"Ayah, Bunda kenapa?" tanya Dhika bertanya takut-takut, melihat Bundanya sedang berbaring di atas kasur, tak sadarkan diri.
Sabian menggenggam erat telapak tangan putranya, "Dhika mau punya adik."
"Tapi Bunda sakit, Ayah." balas Dhika.
Sabian menatap mata putranya, "Bunda baik-baik aja. Percaya sama Ayah."
Dhika mengangguk paham.
Sebelum berada di rumah sakit, Sabian menemukan Hera di toilet sedang memegangu perutnya yang sakit. Lelaki itu panik karena tidak pernah mendapati Hera yang seperti itu. Dan Sabian bernapas lega saat dokter Ghina menjelaskan bahwa Hera sedang mengandung anak kedua mereka.
Dhika yang duduk di atas kasur, bisa melihat mata Bundanya yang perlahan terbuka, "Ayah..."
Sabian beranjak dari duduknya, mengusap puncak kepala istrinya, "You okay?" tanyanya.
Hera masih mengumpulkan kesadarannya, "Aku kenapa..." tanyanya lirih.
"You're pregnant." Sabian tidak bisa menyembunyikan raut wajah bahagianya, tak peduli betapa lelahnya dirinya di tengah malam ini.
Hera langsung menatap Dhika, "Dhika mau punya adik, Sayang..."
"Adik di situ, Bunda?" tanya Dhika menunjuk ke arah perut Hera yang masih datar.

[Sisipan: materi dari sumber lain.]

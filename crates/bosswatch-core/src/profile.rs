//! Static descriptors for the trackable hostiles.
//!
//! Detection is data-driven: every boss-specific signal (npc id, special
//! attack phrase, projectile id, explosion radius) lives in a profile
//! table. Adding a boss is a data change, not a code change. [`PROFILES`]
//! is the stock table; the engine accepts any `'static` table.

use serde::{Deserialize, Serialize};

use crate::constants::*;

/// A trackable hostile kind.
#[derive(Debug, Clone, Copy, PartialEq, Eq, Hash, PartialOrd, Ord, Serialize, Deserialize)]
pub enum BossKind {
    /// Wilderness boss south of the Ruins. Shouts "Rain of knowledge!".
    CrazyArchaeologist,
    /// Fossil Island boss. Shouts "Learn to Read!".
    DerangedArchaeologist,
}

/// Static description of one boss's detection signals. Profiles are
/// constructed once and never mutated; the live tracking toggle lives in
/// the configuration, not here.
#[derive(Debug, Clone, Copy, Serialize, Deserialize)]
pub struct HostileProfile {
    pub kind: BossKind,
    /// Display name, used verbatim in alert text.
    pub name: &'static str,
    /// NPC kind id whose overhead text signals the special attack.
    pub npc_id: u32,
    /// Substring of overhead text announcing the special attack
    /// (case-sensitive, the game's exact phrasing). `None` for bosses
    /// whose only signal is the projectile itself.
    pub special_text: Option<&'static str>,
    /// Projectile kind id of the hazard-causing projectile.
    pub projectile_id: u32,
    /// Chebyshev radius of the explosion around each landing tile.
    pub explosion_radius: u32,
}

/// The stock profile table.
pub const PROFILES: &[HostileProfile] = &[
    HostileProfile {
        kind: BossKind::CrazyArchaeologist,
        name: "Crazy Archaeologist",
        npc_id: CRAZY_ARCHAEOLOGIST_NPC_ID,
        special_text: Some(CRAZY_ARCHAEOLOGIST_SPECIAL_TEXT),
        projectile_id: BOOK_PROJECTILE_ID,
        explosion_radius: EXPLOSION_RADIUS,
    },
    HostileProfile {
        kind: BossKind::DerangedArchaeologist,
        name: "Deranged Archaeologist",
        npc_id: DERANGED_ARCHAEOLOGIST_NPC_ID,
        special_text: Some(DERANGED_ARCHAEOLOGIST_SPECIAL_TEXT),
        projectile_id: BOOK_PROJECTILE_ID,
        explosion_radius: EXPLOSION_RADIUS,
    },
];

/// The table entry for a boss kind, if the table has one.
pub fn profile(table: &[HostileProfile], kind: BossKind) -> Option<&HostileProfile> {
    table.iter().find(|p| p.kind == kind)
}

/// The profile whose npc id matches, if any.
pub fn profile_for_npc(table: &[HostileProfile], npc_id: u32) -> Option<&HostileProfile> {
    table.iter().find(|p| p.npc_id == npc_id)
}

/// All profiles whose hazard projectile matches. More than one match
/// means the id is ambiguous and needs presence disambiguation.
pub fn profiles_for_projectile(
    table: &[HostileProfile],
    projectile_id: u32,
) -> impl Iterator<Item = &HostileProfile> {
    table.iter().filter(move |p| p.projectile_id == projectile_id)
}

/// Whether this boss's projectile id is shared with another profile.
pub fn shares_projectile_id(table: &[HostileProfile], kind: BossKind) -> bool {
    match profile(table, kind) {
        Some(p) => {
            table
                .iter()
                .filter(|other| other.projectile_id == p.projectile_id)
                .count()
                > 1
        }
        None => false,
    }
}
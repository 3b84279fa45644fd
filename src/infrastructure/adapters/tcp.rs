use embassy_net::tcp::TcpSocket;

use crate::core::net::http::Connection;

impl Connection for TcpSocket<'_> {
    async fn close(&mut self) {
        if let Err(e) = self.flush().await {
            log::debug!("tcp: flush before close failed: {:?}", e);
        }
        TcpSocket::close(self);
    }
}
use crate::domain::ports::SystemReset;

/// Chip reset through the system peripheral
#[derive(Debug, Default, Clone, Copy)]
pub struct EspReset;

impl SystemReset for EspReset {
    fn reset(&mut self) {
        log::warn!("system: rebooting");
        esp_hal::system::software_reset();
    }
}
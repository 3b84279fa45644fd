#![cfg_attr(not(test), no_std)]

pub mod app;
pub mod config;
pub mod controllers;
pub mod core;
pub mod domain;
#[cfg(feature = "esp32")]
pub mod infrastructure;

#[cfg(feature = "esp32")]
#[macro_export]
// Create a static cell for a given type and value
macro_rules! mk_static {
    ($t:ty, $val:expr) => {{
        static STATIC_CELL: static_cell::StaticCell<$t> =
            static_cell::StaticCell::new();
        #[deny(unused_attributes)]
        let x = STATIC_CELL.uninit().write(($val));
        x
    }};
}
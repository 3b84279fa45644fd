//! BSD syslog line formatting
//!
//! Lines are `<PRI>{host} {tag}: {message}` with facility `local0`.

use core::fmt::{self, Write as _};

use heapless::String;
use log::Level;

use crate::core::text::Truncating;

/// Default syslog UDP port
pub const SYSLOG_PORT: u16 = 514;

/// Longest forwarded line; longer messages are cut
pub const SYSLOG_LINE_MAX_LEN: usize = 192;

pub type SyslogLine = String<SYSLOG_LINE_MAX_LEN>;

const FACILITY_LOCAL0: u8 = 16;

/// Syslog severity of a log level
pub const fn severity(level: Level) -> u8 {
    match level {
        Level::Error => 3,
        Level::Warn => 4,
        Level::Info => 6,
        Level::Debug | Level::Trace => 7,
    }
}

/// Syslog priority value of a log level
pub const fn priority(level: Level) -> u8 {
    FACILITY_LOCAL0 * 8 + severity(level)
}

/// Format a syslog line. Text that does not fit is dropped.
pub fn format_line(
    level: Level,
    host: &str,
    tag: &str,
    message: fmt::Arguments<'_>,
) -> SyslogLine {
    let mut line = SyslogLine::new();
    let _ = write!(
        Truncating(&mut line),
        "<{}>{} {}: {}",
        priority(level),
        host,
        tag,
        message
    );
    line
}

#[cfg(test)]
mod tests {
    use super::*;

    #[test]
    fn debug_records_use_local0_debug() {
        assert_eq!(priority(Level::Debug), 135);
        assert_eq!(priority(Level::Error), 131);
        assert_eq!(priority(Level::Info), 134);
    }

    #[test]
    fn line_layout() {
        let line = format_line(
            Level::Debug,
            "rgb-node",
            "demirgb",
            format_args!("light: fading to R={}", 1023),
        );
        assert_eq!(
            line.as_str(),
            "<135>rgb-node demirgb: light: fading to R=1023"
        );
    }

    #[test]
    fn long_messages_are_cut() {
        let long = "x".repeat(400);
        let line = format_line(Level::Info, "h", "t", format_args!("{}", long));
        assert_eq!(line.len(), SYSLOG_LINE_MAX_LEN);
        assert!(line.starts_with("<134>h t: xxx"));
    }
}
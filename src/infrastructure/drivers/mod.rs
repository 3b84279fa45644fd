mod ledc_pwm;
mod reset;
pub mod wifi_sta;

pub use ledc_pwm::LedcPwmPort;
pub use reset::EspReset;
pub use wifi_sta::{WifiError, start_wifi_sta};
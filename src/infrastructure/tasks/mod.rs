mod http_server;
mod syslog;

pub use http_server::{LightController, http_server_task};
pub use syslog::syslog_task;
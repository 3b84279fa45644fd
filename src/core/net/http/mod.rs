pub(crate) mod connection;
pub(crate) mod headers;
pub(crate) mod request;
pub(crate) mod server;

pub use connection::HttpConnection;
pub use headers::{
    ContentHeaders, ContentType, HttpVersion, ResponseHeaders, TextEncoding,
};
pub use request::{
    BODY_MAX_LEN, LINE_MAX_LEN, PATH_MAX_LEN, Request, RequestReader,
};
pub use server::{Connection, HttpHandler};

/// Malformed or unsupported request framing
#[derive(Debug, Clone, Copy, PartialEq, Eq)]
pub enum FramingError {
    /// Start line is not a POST
    BadMethod,
    /// Stream closed before the start line
    Closed,
    /// A start or header line does not fit the line buffer
    LineTooLong,
    /// `Content-Length` is not a number
    BadContentLength,
    /// Declared body does not fit the body buffer
    BodyTooLarge,
}

#[derive(Debug, Clone, Copy, PartialEq, Eq)]
pub enum Error {
    Framing(FramingError),
    Io(embedded_io::ErrorKind),
    FormatHeaders,
    Encode,
}

impl Error {
    pub(crate) fn io<E: embedded_io::Error>(err: E) -> Self {
        Error::Io(err.kind())
    }
}

impl From<FramingError> for Error {
    fn from(err: FramingError) -> Self {
        Error::Framing(err)
    }
}

impl From<core::fmt::Error> for Error {
    fn from(_error: core::fmt::Error) -> Self {
        Error::FormatHeaders
    }
}

pub type HttpResult = Result<(), Error>;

Hera mengangguk, "Iya, Sayang."
Dhika mengarahkan wajahnya mendekati perut Hera, Sabian sudah siaga jika putranya akan bertindak ceroboh.
"Dhika, sayang, Adik." bisik Dhika.
Sabian dan Hera tersenyum saling tatap setelah melihat kelakuan Dhika yang amat menggemaskan itu. Semuanya terasa begitu tepat. Dhika di usianya yang baru berusia empat, sudah mandiri. Sabian yakin, putranya akan membantunya menjaga Hera.
Karena dokter Ghina meminta Hera untuk banyak istirahat, Sabian akhirnya tidak mengizinkan Hera pergi ke cafe. Kafka pun mengerti keadaan sepupunya itu. Dan sampai hari ketiga Hera di rumah, masih banyak yang menjenguknya.
"Lo pengen cewek atau cowok, Ra?" tanya Ratu yang sedang memangku putranya.
"Sedikasihnya aja. Gue ga mau berharap ini itu karena gue ga mau kecewa. Gue mau bersyukur sama apapun yang Allah kasih." balas Hera dengan senyum di akhir kalimatnya.
"Edan kata-katanya ini anak." Fanya menyeletuk.
"Penulis dilawan." tambah Nadia.
Kehadiran teman-temannya di sini, membuat Hera tak berhenti bersyukur. Akhir-akhir ini, ia sering sibuk dengan pikirannya sendiri di dalam keramaian. Senang rasanya ia dikelilingi orang-orang yang ia sayang. Keenam sahabatnya itu masih setia sampai saat ini, untuk menpertahankan persahabatan mereka.
"Ra, kenapa nangis?" tanya Tarra yang langsung cemas, dirinya adalah orang yang paling tidak bisa menahan air mata jika Hera menangis.
"Hah?" Hera kembali ke dunianya, ia langsung mengusap pipinya, mencari jejak air mata yang Tarra katakan.
Hera selalu sensitif saat sedang mengandung. Perasaannya mudah tersentuh. Apalagi saat ini Tarra langsung merangkul dirinya. Tangis Hera langsung pecah.
"Lo kenapa, sih, Ra?" tanya Nadia.
"Gue bersyukur banget punya kalian." balas Hera.
"Aaaaa... Hera..." Zara yang paling anti menangis, matanya sudah berkaca-kaca.
Ketujuh perempuan berhijab itu kini saling berpelukan di tengah tangis yang diiringi tawa geli. Mereka menertawakan diri mereka sendiri yang begitu cengeng. But, that's how their friendship works.
KAMU SEDANG MEMBACA
The Next Step
Cerita Pendek[COMPLETED] Hera Anindhita dan Sabian Pratama diuji dalam kehidupan pernikahan mereka. Hera bersiap untuk menjadi ibu yang baik bagi anak-anaknya kelak. Sabian juga mendapat pengalaman pertamanya sebagai ayah. Mereka berdua berusaha menjadi orang tu...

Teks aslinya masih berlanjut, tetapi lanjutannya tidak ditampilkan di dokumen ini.